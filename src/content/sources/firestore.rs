// src/content/sources/firestore.rs
//! Document store client over the Firestore REST API.

use anyhow::{Context, Result};
use async_trait::async_trait;
use metrics::histogram;
use serde::Deserialize;
use serde_json::{json, Map, Value};

use crate::content::sort::Direction;
use crate::content::sources::{DocumentStore, FieldFilter, OrderBy};
use crate::content::types::RawRecord;

const FIRESTORE_API: &str = "https://firestore.googleapis.com/v1";

#[derive(Debug, Deserialize)]
struct RunQueryRow {
    document: Option<Document>,
}

#[derive(Debug, Deserialize)]
struct Document {
    name: String,
    #[serde(default)]
    fields: Map<String, Value>,
}

/// Firestore over its REST surface (`documents:runQuery`).
pub struct FirestoreStore {
    client: reqwest::Client,
    documents_url: String,
    api_key: Option<String>,
}

impl FirestoreStore {
    pub fn new(project_id: &str, database: &str, api_key: Option<String>) -> Self {
        Self::with_base_url(FIRESTORE_API, project_id, database, api_key)
    }

    /// Point at an emulator or proxy instead of the public endpoint.
    pub fn with_base_url(
        base_url: &str,
        project_id: &str,
        database: &str,
        api_key: Option<String>,
    ) -> Self {
        let documents_url = format!(
            "{}/projects/{}/databases/{}/documents",
            base_url.trim_end_matches('/'),
            project_id,
            database
        );
        Self {
            client: reqwest::Client::new(),
            documents_url,
            api_key: api_key.filter(|k| !k.is_empty()),
        }
    }
}

/// JSON value → Firestore typed value.
pub fn encode_value(v: &Value) -> Value {
    match v {
        Value::Null => json!({ "nullValue": null }),
        Value::Bool(b) => json!({ "booleanValue": b }),
        Value::Number(n) if n.is_i64() || n.is_u64() => json!({ "integerValue": n.to_string() }),
        Value::Number(n) => json!({ "doubleValue": n.as_f64() }),
        Value::String(s) => json!({ "stringValue": s }),
        Value::Array(items) => {
            json!({ "arrayValue": { "values": items.iter().map(encode_value).collect::<Vec<_>>() } })
        }
        Value::Object(map) => {
            let fields: Map<String, Value> = map
                .iter()
                .map(|(k, v)| (k.clone(), encode_value(v)))
                .collect();
            json!({ "mapValue": { "fields": fields } })
        }
    }
}

/// Firestore typed value → plain JSON. Timestamps stay RFC 3339 strings and
/// integers (sent as strings) become numbers when they fit.
pub fn decode_value(v: &Value) -> Value {
    let Some(obj) = v.as_object() else {
        return Value::Null;
    };
    let Some((tag, inner)) = obj.iter().next() else {
        return Value::Null;
    };
    match tag.as_str() {
        "stringValue" | "timestampValue" | "referenceValue" | "bytesValue" => inner.clone(),
        "booleanValue" | "doubleValue" => inner.clone(),
        "integerValue" => match inner {
            Value::String(s) => s
                .parse::<i64>()
                .map(Value::from)
                .unwrap_or_else(|_| inner.clone()),
            other => other.clone(),
        },
        "geoPointValue" => inner.clone(),
        "arrayValue" => Value::Array(
            inner
                .get("values")
                .and_then(Value::as_array)
                .map(|vs| vs.iter().map(decode_value).collect())
                .unwrap_or_default(),
        ),
        "mapValue" => Value::Object(decode_fields(
            inner.get("fields").and_then(Value::as_object),
        )),
        _ => Value::Null,
    }
}

fn decode_fields(fields: Option<&Map<String, Value>>) -> Map<String, Value> {
    fields
        .map(|f| f.iter().map(|(k, v)| (k.clone(), decode_value(v))).collect())
        .unwrap_or_default()
}

/// Flatten a document into a record; the last path segment of `name` is the id.
fn decode_document(doc: &Document) -> RawRecord {
    let mut rec = decode_fields(Some(&doc.fields));
    let id = doc.name.rsplit('/').next().unwrap_or_default().to_string();
    rec.insert("id".to_string(), Value::String(id));
    rec
}

pub fn structured_query(collection: &str, filters: &[FieldFilter], order: Option<&OrderBy>) -> Value {
    let mut q = Map::new();
    q.insert("from".into(), json!([{ "collectionId": collection }]));

    let mut field_filters: Vec<Value> = filters
        .iter()
        .map(|f| {
            json!({ "fieldFilter": {
                "field": { "fieldPath": f.field },
                "op": "EQUAL",
                "value": encode_value(&f.value),
            }})
        })
        .collect();
    match field_filters.len() {
        0 => {}
        1 => {
            q.insert("where".into(), field_filters.remove(0));
        }
        _ => {
            q.insert(
                "where".into(),
                json!({ "compositeFilter": { "op": "AND", "filters": field_filters } }),
            );
        }
    }

    if let Some(o) = order {
        let direction = match o.direction {
            Direction::Ascending => "ASCENDING",
            Direction::Descending => "DESCENDING",
        };
        q.insert(
            "orderBy".into(),
            json!([{ "field": { "fieldPath": o.field }, "direction": direction }]),
        );
    }

    json!({ "structuredQuery": Value::Object(q) })
}

#[async_trait]
impl DocumentStore for FirestoreStore {
    async fn query(
        &self,
        collection: &str,
        filters: &[FieldFilter],
        order: Option<&OrderBy>,
    ) -> Result<Vec<RawRecord>> {
        let t0 = std::time::Instant::now();
        let url = format!("{}:runQuery", self.documents_url);
        let mut req = self
            .client
            .post(&url)
            .json(&structured_query(collection, filters, order));
        if let Some(key) = &self.api_key {
            req = req.query(&[("key", key)]);
        }

        let rows: Vec<RunQueryRow> = req
            .send()
            .await
            .with_context(|| format!("firestore runQuery {collection}"))?
            .error_for_status()
            .with_context(|| format!("firestore runQuery {collection} status"))?
            .json()
            .await
            .with_context(|| format!("decoding firestore rows for {collection}"))?;

        let out: Vec<RawRecord> = rows
            .iter()
            .filter_map(|r| r.document.as_ref())
            .map(decode_document)
            .collect();

        histogram!("content_fetch_ms", "source" => "document_store")
            .record(t0.elapsed().as_secs_f64() * 1_000.0);
        tracing::debug!(target: "content", collection, rows = out.len(), "firestore query");
        Ok(out)
    }

    fn name(&self) -> &'static str {
        "firestore"
    }
}

#[cfg(test)]
mod tests {
    use super::*;

    #[test]
    fn decodes_typed_fields_and_id() {
        let doc: Document = serde_json::from_value(json!({
            "name": "projects/p/databases/(default)/documents/articles/abc123",
            "fields": {
                "title": { "stringValue": "Alpha" },
                "views": { "integerValue": "42" },
                "score": { "doubleValue": 1.5 },
                "featured": { "booleanValue": true },
                "date": { "timestampValue": "2023-01-01T00:00:00Z" },
                "tags": { "arrayValue": { "values": [ { "stringValue": "law" } ] } },
                "meta": { "mapValue": { "fields": { "k": { "nullValue": null } } } },
                "empty": { "arrayValue": {} }
            }
        }))
        .unwrap();
        let rec = decode_document(&doc);
        assert_eq!(rec["id"], json!("abc123"));
        assert_eq!(rec["title"], json!("Alpha"));
        assert_eq!(rec["views"], json!(42));
        assert_eq!(rec["score"], json!(1.5));
        assert_eq!(rec["featured"], json!(true));
        assert_eq!(rec["date"], json!("2023-01-01T00:00:00Z"));
        assert_eq!(rec["tags"], json!(["law"]));
        assert_eq!(rec["meta"], json!({ "k": null }));
        assert_eq!(rec["empty"], json!([]));
    }

    #[test]
    fn single_filter_is_not_wrapped() {
        let q = structured_query("articles", &[FieldFilter::eq("status", "Published")], None);
        let w = &q["structuredQuery"]["where"];
        assert_eq!(w["fieldFilter"]["field"]["fieldPath"], json!("status"));
        assert_eq!(w["fieldFilter"]["value"], json!({ "stringValue": "Published" }));
        assert!(q["structuredQuery"].get("orderBy").is_none());
    }

    #[test]
    fn multiple_filters_and_order() {
        let q = structured_query(
            "news",
            &[
                FieldFilter::eq("status", "Published"),
                FieldFilter::eq("type", "event"),
            ],
            Some(&OrderBy::asc("eventDate")),
        );
        let sq = &q["structuredQuery"];
        assert_eq!(sq["from"][0]["collectionId"], json!("news"));
        assert_eq!(sq["where"]["compositeFilter"]["op"], json!("AND"));
        assert_eq!(
            sq["where"]["compositeFilter"]["filters"]
                .as_array()
                .map(Vec::len),
            Some(2)
        );
        assert_eq!(sq["orderBy"][0]["direction"], json!("ASCENDING"));
    }

    #[test]
    fn encode_integers_as_strings() {
        assert_eq!(encode_value(&json!(3)), json!({ "integerValue": "3" }));
        assert_eq!(encode_value(&json!(true)), json!({ "booleanValue": true }));
    }

    #[test]
    fn documents_url_shape() {
        let s = FirestoreStore::with_base_url("http://localhost:8080/v1/", "demo", "(default)", None);
        assert_eq!(
            s.documents_url,
            "http://localhost:8080/v1/projects/demo/databases/(default)/documents"
        );
        assert!(s.api_key.is_none());
    }
}
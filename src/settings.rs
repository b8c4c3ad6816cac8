use serde::{Deserialize, Serialize};
use std::num::NonZeroU32;

use crate::error::SettingsError;

pub const DEFAULT_WORD_GOAL: u32 = 500;
pub const DEFAULT_TIMER_GOAL_MINUTES: u32 = 25;

/// What daily progress is measured in
#[derive(
    Debug, Clone, Copy, PartialEq, Eq, Default, Serialize, Deserialize, strum_macros::Display,
)]
#[serde(rename_all = "lowercase")]
#[strum(serialize_all = "lowercase")]
pub enum GoalType {
    #[default]
    Words,
    Timer,
}

impl GoalType {
    pub fn toggled(self) -> Self {
        match self {
            GoalType::Words => GoalType::Timer,
            GoalType::Timer => GoalType::Words,
        }
    }
}

/// Persisted user settings. The record uses camelCase keys and fills any
/// missing field from the defaults, so older records still load.
#[derive(Debug, Clone, PartialEq, Eq, Serialize, Deserialize)]
#[serde(rename_all = "camelCase", default)]
pub struct Settings {
    pub show_stats: bool,
    pub redact_mode: bool,
    pub no_delete_mode: bool,
    pub no_copy_paste_mode: bool,
    pub goal_type: GoalType,
    pub daily_word_goal: NonZeroU32,
    /// minutes
    pub daily_timer_goal: NonZeroU32,
    pub is_first_visit: bool,
    pub settings_locked: bool,
    pub session_started: bool,
}

impl Default for Settings {
    fn default() -> Self {
        Self {
            show_stats: true,
            redact_mode: false,
            no_delete_mode: false,
            no_copy_paste_mode: false,
            goal_type: GoalType::Words,
            daily_word_goal: NonZeroU32::new(DEFAULT_WORD_GOAL).unwrap_or(NonZeroU32::MIN),
            daily_timer_goal: NonZeroU32::new(DEFAULT_TIMER_GOAL_MINUTES)
                .unwrap_or(NonZeroU32::MIN),
            is_first_visit: true,
            settings_locked: false,
            session_started: false,
        }
    }
}

impl Settings {
    /// Target for the active goal type (words or minutes)
    pub fn active_goal(&self) -> u32 {
        match self.goal_type {
            GoalType::Words => self.daily_word_goal.get(),
            GoalType::Timer => self.daily_timer_goal.get(),
        }
    }

    /// A record claiming a lock without a started session is inconsistent.
    pub fn is_consistent(&self) -> bool {
        !self.settings_locked || self.session_started
    }

    /// Merge a patch in place. Returns true if anything changed.
    /// Callers are responsible for the lock check.
    pub(crate) fn merge(&mut self, patch: &SettingsPatch) -> bool {
        let before = self.clone();
        if let Some(v) = patch.show_stats {
            self.show_stats = v;
        }
        if let Some(v) = patch.redact_mode {
            self.redact_mode = v;
        }
        if let Some(v) = patch.no_delete_mode {
            self.no_delete_mode = v;
        }
        if let Some(v) = patch.no_copy_paste_mode {
            self.no_copy_paste_mode = v;
        }
        if let Some(v) = patch.goal_type {
            self.goal_type = v;
        }
        if let Some(v) = patch.daily_word_goal {
            self.daily_word_goal = v;
        }
        if let Some(v) = patch.daily_timer_goal {
            self.daily_timer_goal = v;
        }
        *self != before
    }
}

/// Partial update for the user-editable settings. Lock and lifecycle flags
/// are deliberately absent: only session actions move those.
#[derive(Debug, Clone, Default, PartialEq, Eq)]
pub struct SettingsPatch {
    pub show_stats: Option<bool>,
    pub redact_mode: Option<bool>,
    pub no_delete_mode: Option<bool>,
    pub no_copy_paste_mode: Option<bool>,
    pub goal_type: Option<GoalType>,
    pub daily_word_goal: Option<NonZeroU32>,
    pub daily_timer_goal: Option<NonZeroU32>,
}

impl SettingsPatch {
    pub fn is_empty(&self) -> bool {
        *self == Self::default()
    }

    pub fn show_stats(v: bool) -> Self {
        Self {
            show_stats: Some(v),
            ..Default::default()
        }
    }

    pub fn goal_type(v: GoalType) -> Self {
        Self {
            goal_type: Some(v),
            ..Default::default()
        }
    }

    pub fn word_goal(v: NonZeroU32) -> Self {
        Self {
            daily_word_goal: Some(v),
            ..Default::default()
        }
    }

    pub fn timer_goal(v: NonZeroU32) -> Self {
        Self {
            daily_timer_goal: Some(v),
            ..Default::default()
        }
    }
}

/// Parse a goal typed by the user. Only positive whole numbers get through.
pub fn parse_goal(input: &str) -> Result<NonZeroU32, SettingsError> {
    input
        .trim()
        .parse::<u32>()
        .ok()
        .and_then(NonZeroU32::new)
        .ok_or_else(|| SettingsError::InvalidGoal(input.to_string()))
}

————

# REQUIRED WORK:
What lines in the records above include the string "over"? Copy each one.

# TASK OUTPUT:
//! Document store client over the Firestore REST API.
/// Firestore over its REST surface (`documents:runQuery`).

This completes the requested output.